This Week in Women

The news took my breath away. America’s greatest champion for gender quality, Ruth Bader Ginsburg, has died. There are no words to do her justice. As I rocked my baby girl to sleep tonight, I promised to tell her about this wonderful woman. Thank you Justice Ginsburg, thank you.

Supreme Court Justice Ruth Bader Ginsburg

Justice Ruth Bader Ginsburg, champion of gender equality, dies at 87

Just days before her death, as her strength waned, Ginsburg dictated this statement to her granddaughter Clara Spera: “My most fervent wish is that I will not be replaced until a new president is installed.”

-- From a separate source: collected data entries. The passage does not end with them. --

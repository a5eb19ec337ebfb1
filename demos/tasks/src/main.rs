//! Demo: a tasks content tree behind the waymark rewrite chain.
//!
//! Resolves request URLs into dispatch paths (printing what a dispatcher
//! would see, including redirects) and builds URLs back from internal
//! paths. The content tree is either the configured `module_root` on disk
//! or a built-in in-memory tree with `tasks`, `tasks/add`, and `about`.
//!
//! ```text
//! tasks-demo resolve /en/tasks/42 /en/add /
//! tasks-demo build tasks --param task=42 --locale fr
//! ```

use std::path::PathBuf;
use std::sync::Arc;

use clap::{Parser, Subcommand};

use waymark_core::locale::RequestSignals;
use waymark_core::logging::{routing_span, setup_logging};
use waymark_core::settings::Settings;
use waymark_core::{settings_loader, WaymarkResult};
use waymark_routing::{
    ContentTree, DispatchPath, FsTree, MemoryTree, ParamMap, Resolution, RouterChain,
    RoutingContext,
};

#[derive(Parser)]
#[command(name = "tasks-demo", version, about = "Resolve and build waymark URLs")]
struct Cli {
    /// Path to a TOML settings file.
    #[arg(long)]
    settings: Option<PathBuf>,

    #[command(subcommand)]
    command: Command,
}

#[derive(Subcommand)]
enum Command {
    /// Resolve request URLs into dispatch paths.
    Resolve {
        /// URLs to resolve, e.g. "/en/tasks/42".
        urls: Vec<String>,

        /// `Accept-Language` header to use for locale detection.
        #[arg(long)]
        accept_language: Option<String>,

        /// Language-preference cookie value.
        #[arg(long)]
        cookie_language: Option<String>,
    },
    /// Build a request URL from a dispatch path and parameters.
    Build {
        /// The dispatch path, e.g. "tasks" or "tasks/add".
        path: String,

        /// Parameters as key=value pairs; repeatable.
        #[arg(long = "param")]
        params: Vec<String>,

        /// Locale to activate before building.
        #[arg(long)]
        locale: Option<String>,
    },
}

fn main() {
    if let Err(err) = run() {
        eprintln!("error: {err}");
        std::process::exit(1);
    }
}

fn run() -> WaymarkResult<()> {
    let cli = Cli::parse();

    let settings = match &cli.settings {
        Some(path) => settings_loader::from_toml_file_with_env(path)?,
        None => settings_loader::from_env(),
    };
    setup_logging(&settings);

    let chain = RouterChain::localized(&settings, content_tree(&settings));
    let mut ctx = RoutingContext::from_settings(&settings);

    match cli.command {
        Command::Resolve {
            urls,
            accept_language,
            cookie_language,
        } => {
            let mut signals = RequestSignals::new();
            if let Some(value) = accept_language {
                signals = signals.with_accept_language(value);
            }
            if let Some(value) = cookie_language {
                signals = signals.with_cookie_language(value);
            }
            ctx.set_signals(signals);

            for url in urls {
                let span = routing_span(&uuid::Uuid::new_v4().to_string());
                let _guard = span.enter();
                match chain.resolve(&url, &mut ctx) {
                    Resolution::Dispatch { module, params } => {
                        if params.is_empty() {
                            println!("{url} -> dispatch {module}");
                        } else {
                            println!("{url} -> dispatch {module} ({})", params.urlencode());
                        }
                    }
                    Resolution::Redirect(redirect) => {
                        println!("{url} -> redirect {redirect}");
                    }
                }
            }
        }
        Command::Build {
            path,
            params,
            locale,
        } => {
            if let Some(code) = locale {
                ctx.locale_mut().set_active(&code);
            }

            let mut map = ParamMap::new_mutable();
            for pair in &params {
                let (key, value) = pair.split_once('=').unwrap_or((pair.as_str(), ""));
                map.set(key, value)?;
            }

            let span = routing_span(&uuid::Uuid::new_v4().to_string());
            let _guard = span.enter();
            let url = chain.build_url(&DispatchPath::parse(&path), &map, &mut ctx);
            println!("{path} -> {url}");
        }
    }

    Ok(())
}

/// Uses the configured module root when present, otherwise the demo's
/// built-in in-memory tree.
fn content_tree(settings: &Settings) -> Arc<dyn ContentTree> {
    match &settings.module_root {
        Some(root) => Arc::new(FsTree::new(root)),
        None => {
            let mut tree = MemoryTree::new();
            tree.insert(&settings.default_module);
            tree.insert(&format!(
                "{}/{}",
                settings.default_module, settings.add_marker
            ));
            tree.insert("about");
            Arc::new(tree)
        }
    }
}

Ruth Bader Ginsburg, Supreme Court’s Feminist Icon, is Dead at 87

Harvard Law School was a challenge for women even in the best of times. There were no women on the faculty. During Ms. Ginsburg’s first year, the dean, Erwin Griswold, invited the nine women in the class to dinner and interrogated each one, asking why she felt entitled to be in the class, taking the place of a man. Ruth stammered her answer: that because her husband was going to be a lawyer, she wanted to be able to understand his work.

https://twitter.com/ava/status/1307165552490635265?s=20

Ruth Bader Ginsburg, a pioneering justice on the Supreme Court, dies at 87

“The genius of this Constitution is that, over the course of now more than two centuries, ‘We the people’ has become more and more inclusive,” she said in a 2014 interview with The Wall Street Journal. “So it includes people whose ancestors were held in human bondage. It includes Native Americans, who were not part of ‘We the people,’” when the charter was ratified, she added.

“And, at last in 1920, half the population, women,” were brought within the polity through the 19th Amendment, she said.

My statement on the passing of Justice Ruth Bader Ginsburg

Over a long career on both sides of the bench — as a relentless litigator and an incisive jurist — Justice Ginsburg helped us see that discrimination on the basis of sex isn’t about an abstract ideal of equality; that it doesn’t only harm women; that it has real consequences for all of us. It’s about who we are — and who we can be.